Your search strategy is meant to mirror your choice in databases - trying to be as thorough as possible.
The elements of your search strategy are as follows:
Crafting a clear but advanced search strategy is an art unto itself. You need to make sure you are building something that is broad enough to capture all of the elements of your question, but isn't including terminology that will lead or bias the findings in the literature.
Developing Search Terms includes considering the following areas:
Keywords |
Normally free-text terms/phrases that you generate on your own without using database-driven terms |
Scientific vs. Colloquial |
There may be scientific or colloquial variations to some words. Wikipedia can be great for finding out what scientific names exist for common terms. e.g. water vs. H20 e.g. mosses vs. Bryophyta |
Synonyms |
It is best to plan for all of the synonyms you can think of before you start searching. e.g. aqueduct OR ditch OR canal
Synonyms can also include historical words used for your keywords or phrases that might still come up in your results. |
Acronyms | e.g. "soil saturation concentration" ---> Csat |
Variant Spellings | e.g. behavioral vs. behavioural |
AND
OR
NOT - not suggested to use
Phrase searching entails using quotation marks around any piece of your search where more than one word needs to stay together.
E.g. "water scarcity", "global warming"
Using truncation in your search can help to bring back alternative endings to your search term.
To truncate a single word you use the root of the word - adding a * at the end.
For example: pollut* ---> pollution, pollutant, pollutants, polluted
You can also include the star on the end of a phrase in most databases now - but if it isn't working the way you think it should, then spell out all phrases associated instead.
For example: "water stress*" ---> "water stress", "water stressor", "water stressors"
Once you have all of the elements of your search brainstormed, then you can start to think about putting them together into what we call a "command line search."
We use command line searches to make things easier when we are copying and pasting our searches into the databases - by pre-building them it saves time down the road.

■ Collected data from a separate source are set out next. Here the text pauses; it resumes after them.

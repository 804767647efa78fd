use std::collections::VecDeque;
use std::fs;
use std::io::{self, Write};
use std::path::PathBuf;
use std::time::Instant;

use clap::Parser;
use crossterm::event::{self, Event, KeyCode};
use crossterm::terminal;
use log::{info, warn};
use rv32ima_core::{Board, MmioHost, StepResult, RAM_IMAGE_OFFSET};

const UART_DATA: u32 = 0x1000_0000;
const UART_LSR: u32 = 0x1000_0005;
const SYSCON_POWEROFF: u32 = 0x5555;
const SYSCON_REBOOT: u32 = 0x7777;

/// Instructions to retire per call to `Board::step` before yielding back to
/// the host loop to poll the keyboard and recompute elapsed time.
const INSNS_PER_SLICE: u32 = 4096;

#[derive(Parser, Debug)]
#[command(version, about = "Runs a raw RV32IMA binary image", long_about = None)]
struct Args {
    /// Flat binary image loaded at the start of RAM.
    image: PathBuf,

    /// Device tree blob, loaded near the top of RAM and pointed to by a1 on reset.
    #[arg(long)]
    dtb: Option<PathBuf>,

    #[arg(long, default_value_t = 64 * 1024 * 1024)]
    ram_size: u32,

    /// End a step batch on the first unrecovered trap instead of continuing
    /// from mtvec.
    #[arg(long)]
    strict: bool,
}

fn main() -> io::Result<()> {
    env_logger::init();
    let args = Args::parse();

    let image = fs::read(&args.image)?;
    if image.len() as u32 > args.ram_size {
        return Err(io::Error::new(
            io::ErrorKind::InvalidInput,
            "image is larger than --ram-size",
        ));
    }

    let dtb = args.dtb.map(fs::read).transpose()?;
    let dtb_addr = dtb
        .as_ref()
        .map(|d| RAM_IMAGE_OFFSET + args.ram_size - d.len() as u32)
        .unwrap_or(0);

    let mut board = Board::new(args.ram_size, 0, dtb_addr);
    board.ram_mut().load(0, &image);
    if let Some(dtb) = &dtb {
        board.ram_mut().load(args.ram_size - dtb.len() as u32, dtb);
    }

    info!(
        "loaded {} byte image ({} byte ram, dtb at {dtb_addr:#010x})",
        image.len(),
        args.ram_size
    );

    let _raw_mode = RawModeGuard::enable()?;
    let mut host = Console::default();
    let mut last_tick = Instant::now();

    loop {
        pump_keyboard(&mut host.rx)?;

        let elapsed_us = last_tick.elapsed().as_micros().min(u32::MAX as u128) as u32;
        last_tick = Instant::now();

        match board.step(&mut host, elapsed_us, INSNS_PER_SLICE, args.strict) {
            StepResult::Completed | StepResult::Idle => {}
            StepResult::HostExit(SYSCON_REBOOT) => {
                info!("guest requested reboot");
                return Ok(());
            }
            StepResult::HostExit(code) => {
                info!("guest halted with code {code:#x}");
                return Ok(());
            }
            StepResult::Fault => {
                warn!("unrecovered fault at pc {:#010x}, stopping", board.hart().pc());
                return Ok(());
            }
        }
    }
}

fn pump_keyboard(rx: &mut VecDeque<u8>) -> io::Result<()> {
    while event::poll(std::time::Duration::from_millis(0))? {
        if let Event::Key(key) = event::read()? {
            match key.code {
                KeyCode::Char(c) => {
                    let mut buf = [0u8; 4];
                    for b in c.encode_utf8(&mut buf).as_bytes() {
                        rx.push_back(*b);
                    }
                }
                KeyCode::Enter => rx.push_back(b'\r'),
                KeyCode::Backspace => rx.push_back(0x7f),
                KeyCode::Esc => rx.push_back(0x1b),
                _ => {}
            }
        }
    }
    Ok(())
}

/// The host side of the UART and SYSCON: keyboard bytes in, console bytes
/// out, reboot/poweroff codes surfaced as [`StepResult::HostExit`].
#[derive(Default)]
struct Console {
    rx: VecDeque<u8>,
}

impl MmioHost for Console {
    fn control_store(&mut self, addr: u32, val: u32) -> u32 {
        match addr {
            UART_DATA => {
                let mut stdout = io::stdout();
                let _ = stdout.write_all(&[val as u8]);
                let _ = stdout.flush();
                0
            }
            _ if addr == SYSCON_ADDR => match val {
                SYSCON_POWEROFF => SYSCON_POWEROFF,
                SYSCON_REBOOT => SYSCON_REBOOT,
                other => other,
            },
            _ => 0,
        }
    }

    fn control_load(&mut self, addr: u32) -> u32 {
        match addr {
            UART_DATA => self.rx.pop_front().map(u32::from).unwrap_or(0),
            UART_LSR => 0x60 | u32::from(!self.rx.is_empty()),
            _ => 0,
        }
    }
}

const SYSCON_ADDR: u32 = 0x1110_0000;

struct RawModeGuard;

impl RawModeGuard {
    fn enable() -> io::Result<Self> {
        terminal::enable_raw_mode()?;
        Ok(Self)
    }
}

impl Drop for RawModeGuard {
    fn drop(&mut self) {
        let _ = terminal::disable_raw_mode();
    }
}
//! Deterministic providers shared by the integration tests

#![allow(dead_code)]

use std::path::{Path, PathBuf};
use std::sync::atomic::{AtomicUsize, Ordering};

use async_trait::async_trait;
use docqa::config::RagConfig;
use docqa::{CompletionProvider, EmbeddingProvider, Error, Result};

/// Bag-of-words embedder over a fixed vocabulary
pub struct KeywordEmbedder {
    vocabulary: Vec<String>,
    model: String,
    pub calls: AtomicUsize,
}

impl KeywordEmbedder {
    pub fn new(vocabulary: &[&str]) -> Self {
        Self::with_model(vocabulary, "bag-v1")
    }

    pub fn with_model(vocabulary: &[&str], model: &str) -> Self {
        Self {
            vocabulary: vocabulary.iter().map(|w| w.to_lowercase()).collect(),
            model: model.to_string(),
            calls: AtomicUsize::new(0),
        }
    }

    /// Vocabulary used by the capital-cities scenarios
    pub fn geography() -> Self {
        Self::new(&["paris", "france", "tokyo", "japan", "capital", "river", "seine"])
    }
}

#[async_trait]
impl EmbeddingProvider for KeywordEmbedder {
    async fn embed(&self, text: &str) -> Result<Vec<f32>> {
        self.calls.fetch_add(1, Ordering::SeqCst);

        let mut vector = vec![0.0f32; self.vocabulary.len()];
        for token in text
            .split(|c: char| !c.is_alphanumeric())
            .filter(|t| !t.is_empty())
        {
            let token = token.to_lowercase();
            if let Some(i) = self.vocabulary.iter().position(|w| *w == token) {
                vector[i] += 1.0;
            }
        }
        Ok(vector)
    }

    fn dimensions(&self) -> usize {
        self.vocabulary.len()
    }

    async fn health_check(&self) -> Result<bool> {
        Ok(true)
    }

    fn name(&self) -> &str {
        "keyword"
    }

    fn model(&self) -> &str {
        &self.model
    }
}

/// Completion fake that follows the prompt's instructions literally
///
/// It answers with the context paragraph that mentions the question's last
/// word, or with the refusal phrase quoted in the prompt when none does.
pub struct GroundedLlm {
    pub calls: AtomicUsize,
}

impl GroundedLlm {
    pub fn new() -> Self {
        Self {
            calls: AtomicUsize::new(0),
        }
    }
}

fn between<'a>(text: &'a str, start: &str, end: &str) -> Option<&'a str> {
    let from = text.find(start)? + start.len();
    let to = text[from..].find(end)? + from;
    Some(&text[from..to])
}

#[async_trait]
impl CompletionProvider for GroundedLlm {
    async fn complete(&self, prompt: &str) -> Result<String> {
        self.calls.fetch_add(1, Ordering::SeqCst);

        let refusal = between(prompt, "say \"", "\"\n").unwrap_or_default();
        let context = between(prompt, "Context:\n", "\n\nQuestion: ").unwrap_or_default();
        let question = between(prompt, "\n\nQuestion: ", "\n\n").unwrap_or_default();

        let keyword = question
            .split(|c: char| !c.is_alphanumeric())
            .filter(|t| !t.is_empty())
            .last()
            .unwrap_or_default()
            .to_lowercase();

        let reply = context
            .split("\n\n")
            .find(|paragraph| paragraph.to_lowercase().contains(&keyword))
            .unwrap_or(refusal);

        Ok(format!("  {}\n", reply))
    }

    async fn health_check(&self) -> Result<bool> {
        Ok(true)
    }

    fn name(&self) -> &str {
        "grounded"
    }

    fn model(&self) -> &str {
        "grounded-1"
    }
}

/// Completion fake that always fails like a rejected credential
pub struct RejectingLlm;

#[async_trait]
impl CompletionProvider for RejectingLlm {
    async fn complete(&self, _prompt: &str) -> Result<String> {
        Err(Error::generation("groq", "API returned 401 Unauthorized: Invalid API Key"))
    }

    async fn health_check(&self) -> Result<bool> {
        Ok(false)
    }

    fn name(&self) -> &str {
        "groq"
    }

    fn model(&self) -> &str {
        "llama-3.3-70b-versatile"
    }
}

/// Completion fake that replies with the prompt it was given
pub struct EchoLlm;

#[async_trait]
impl CompletionProvider for EchoLlm {
    async fn complete(&self, prompt: &str) -> Result<String> {
        Ok(prompt.to_string())
    }

    async fn health_check(&self) -> Result<bool> {
        Ok(true)
    }

    fn name(&self) -> &str {
        "echo"
    }

    fn model(&self) -> &str {
        "echo-1"
    }
}

/// Config with small chunks and an index directory under `dir`
pub fn test_config(dir: &Path) -> RagConfig {
    let mut config = RagConfig::default();
    config.chunking.chunk_size = 40;
    config.chunking.chunk_overlap = 0;
    config.index.directory = dir.join("index");
    config
}

/// Write a text document and return its path
pub fn write_doc(dir: &Path, name: &str, text: &str) -> PathBuf {
    let path = dir.join(name);
    std::fs::write(&path, text).expect("write test document");
    path
}

pub const CAPITALS: &str = "Paris is the capital of France.\n\nTokyo is the capital of Japan.";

e.g. (("water scarcity" OR "water crisis" OR "water stress*" OR "water depeletion") AND (asia OR china OR taiwan OR beijing) AND (pollut* OR smog OR "global warming" OR "climate change"))
Once you have a search for a database, you'll need to translate the search over to other databases you are using.
Databases often have different limiters and may not always allow for ANDs/ORs or selecting peer-review in the same way.